もの凄くサラリとそう言われ、木村は「そらそーやろ」という言葉に詰まった。
―――いや、そら、泣いて別れを惜しめとまでは言わへんけどな…。
およそ何に対しても執着心というものがゼロな瑞樹だから、こういう反応も当然といえば当然かもしれない。が―――なんだか、自分だけが感傷に浸っているようで、ちょっと面白くない。

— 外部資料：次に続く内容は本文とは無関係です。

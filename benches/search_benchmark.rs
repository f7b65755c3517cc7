/// Search Performance Benchmark Suite
///
/// 1. Placement generation (NES movement simulation)
/// 2. Static evaluation
/// 3. Full hybrid search at different playout counts
/// 4. Wire serialization of results (serde_json)

use criterion::{black_box, criterion_group, criterion_main, BenchmarkId, Criterion, Throughput};
use topmoves_service::domain::evaluation::Evaluator;
use topmoves_service::domain::placement::{InputTimeline, MovementModel};
use topmoves_service::domain::search::{Cancellation, HybridSearch, MoveSearch, SearchRequest};
use topmoves_service::domain::{Board, Piece};
use topmoves_service::shared::protocol::TopMovesResponse;

const MIDGAME: &str = "00000000000000000000000000000000000000000000000000000000000000000011100000001110000000111100000111110000011110000011111100011101110011101110001111111000111111100111111110011111111001111111101111111110";

fn midgame() -> Board {
    Board::parse(MIDGAME).expect("valid benchmark board")
}

fn request(depth: u8, playout_count: u32) -> SearchRequest {
    SearchRequest {
        board: midgame(),
        current: Piece::T,
        next: Some(Piece::I),
        level: 18,
        lines: 0,
        timeline: InputTimeline::default(),
        depth,
        playout_count,
    }
}

fn bench_placements(c: &mut Criterion) {
    let mut group = c.benchmark_group("Placement Generation");
    let model = MovementModel::new(InputTimeline::default(), 18);
    let board = midgame();

    for piece in [Piece::I, Piece::O, Piece::T] {
        group.bench_with_input(BenchmarkId::from_parameter(piece.as_char()), &piece, |b, &piece| {
            b.iter(|| model.placements(black_box(&board), piece));
        });
    }

    group.finish();
}

fn bench_evaluate(c: &mut Criterion) {
    let evaluator = Evaluator::default();
    let board = midgame();

    c.bench_function("Evaluator - midgame board", |b| {
        b.iter(|| evaluator.evaluate(black_box(&board)));
    });
}

fn bench_hybrid_search(c: &mut Criterion) {
    let mut group = c.benchmark_group("Hybrid Search");
    group.sample_size(10);
    let engine = HybridSearch::default();

    for playouts in [0u32, 49, 343] {
        let req = request(3, playouts);
        group.throughput(Throughput::Elements(1));
        group.bench_with_input(BenchmarkId::new("playouts", playouts), &req, |b, req| {
            b.iter(|| engine.search(black_box(req), &Cancellation::new()));
        });
    }

    group.finish();
}

fn bench_serialize_result(c: &mut Criterion) {
    let engine = HybridSearch::default();
    let moves = engine
        .search(&request(1, 7), &Cancellation::new())
        .expect("search succeeds");
    let response: TopMovesResponse = moves.into();

    c.bench_function("serde_json - TopMovesResponse", |b| {
        b.iter(|| serde_json::to_vec(black_box(&response)));
    });
}

criterion_group!(
    benches,
    bench_placements,
    bench_evaluate,
    bench_hybrid_search,
    bench_serialize_result
);
criterion_main!(benches);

冷たい奴め、と憮然とした顔で木村が睨むと、それを見た瑞樹が、突然吹き出した。
「なっ、なんや、いきなりっ」
「いや…すげー分かりやすい顔すんな、と思って」
「は!?」
「寂しさ全開の顔」
―――むか。
事実なだけに、指摘されるとむっときてしまう。
「このレベルの寂しがり方は常識の範囲内や。成田のクールさの方が非常識とちがうか」
不貞腐れたような声で言う木村に、瑞樹は余計に可笑しそうに笑った。
「笑うな!」
「くくく…お、面白れー…。何、たかだか神戸と東京の距離位でうろたえてんだよ。森林伐採ストップさせるために、世界中飛び回る気でいるんだろ? 今からそんなでどうするよ」
「…そんな先の話されても、わからへん」
「俺は平気だよ」
まだ笑いを含んだ声でそう言い切り、瑞樹は小次郎の背中をまた軽く叩いた。
「木村とは多分、5年10年会わなくても、再会した時にまた同じように話せると思うから」
「……」
「四六時中一緒にいるだけが友達な訳じゃねーし。…お前には、そう思えない?」
―――あっさりと、何気に泣かせること、言わんといてくれるか。
今、むちゃくちゃ涙腺、弱ってんねんから。
老い先短い小次郎によって緩められた涙腺が、瑞樹の一言で暴走を始めそうな気がする。
でも、男が涙を見せるのは格好悪い、と思っている木村は、それを寸でのところで押し殺し、ぷいとそっぽを向いた。誰が見たって、泣きたいのを無理矢理我慢しているようにしか見えない顔で。そんな木村を、瑞樹はまだ面白そうに見ていた。
そして小次郎は、そんな2人の様子を、“まだまだガキやね”という目線で、細目を開けてずっと見ていたのだった。